In partnership with the National Renewable Energy Laboratory (NREL), we have invented (U.S. Patent #9,142,829) an on-demand internal short circuit (ISC) device that is activated by raising the cell temperature > 57 degC, rather than > 130 degC required without the device. We have achieved > 90% success rate in driving a 2.4Ah (180 Wh/kg) cell design into thermal runaway with a device designed for an anode active material to cathode current collector short and usign a non-shutdown separator (M. Keyser, ECS Phoenix mtg, Oct 2015). Building on this success, we are now implanting the device in cell designs exceeding 250 Wh/kg to learn their design vulnerabilities and effectiveness of safety features like shutdown separators, cathode coatings, current interrupt devices, positive thermal coefficient switches, center mandrels, cell vents, and crimped headers. We are providing our cells to researchers conducting in-operando tomography on cells during thermal runaway (Finegan et. al, Nature Communications, 7924, 2015) for first time video insight into the response of an 18650 cell to a thermal runaway that is internally induced by an internal short circuit instead of external driven by thermal, mechanical, or electrical abuse. This enables the study of conditions that replicate latent defect induced field failures with the most fidelity.

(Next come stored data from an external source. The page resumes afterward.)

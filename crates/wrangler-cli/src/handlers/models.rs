//! `wrangler models`

use anyhow::Result;

use super::print_json;
use crate::CliContext;
use crate::presentation::{print_separator, truncate_string};

pub fn execute(ctx: &CliContext) -> Result<()> {
    let models = ctx.orchestrator.list_models();
    if ctx.json {
        return print_json(&models);
    }

    if models.is_empty() {
        println!("No models found.");
        println!("Download one with: wrangler download hf <repo>");
        return Ok(());
    }

    println!("{:<48} {:<10} {:>10}  {}", "NAME", "QUANT", "SIZE", "LOCATION");
    print_separator(84);
    for model in &models {
        println!(
            "{:<48} {:<10} {:>10}  {}",
            truncate_string(&model.filename, 48),
            model.quant_tag,
            model.display_size(),
            model.source_location
        );
    }
    println!();
    println!("{} model(s)", models.len());
    Ok(())
}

As the specific energy of commercially available 18650 cell designs exceed 250 Wh/kg, we are presented with additional challenges for integrating them into safe, high performing (> 200 Wh/kg) battery designs for manned spacecraft applications. Specifically, these cell designs are susceptible to side wall rupturing and/or eletrode jellyroll ejection during thermal runaway. Such packs require cell interstitial materials that provide high thermal conductivity and structural structural strength. This leaves very little cell surface area for heating unmodified cells into thermal runaway for battery safety testing. In fact, the only way to acheive single cell thermal runaway in these battery designs is by triggerring cells implanted with the ISC device. These tests give us insight into the impact of battery design parameters life cell-cell spacing, cell electrical isolating wraps, and features that protect the adjacent cells from propagating into thermal runaway. Finally, battery flame arresting materials and vents are crucial to prevent flames and sparks for exiting battery enclosures. Our IMLB submission will be our first public forum disclosure of these results.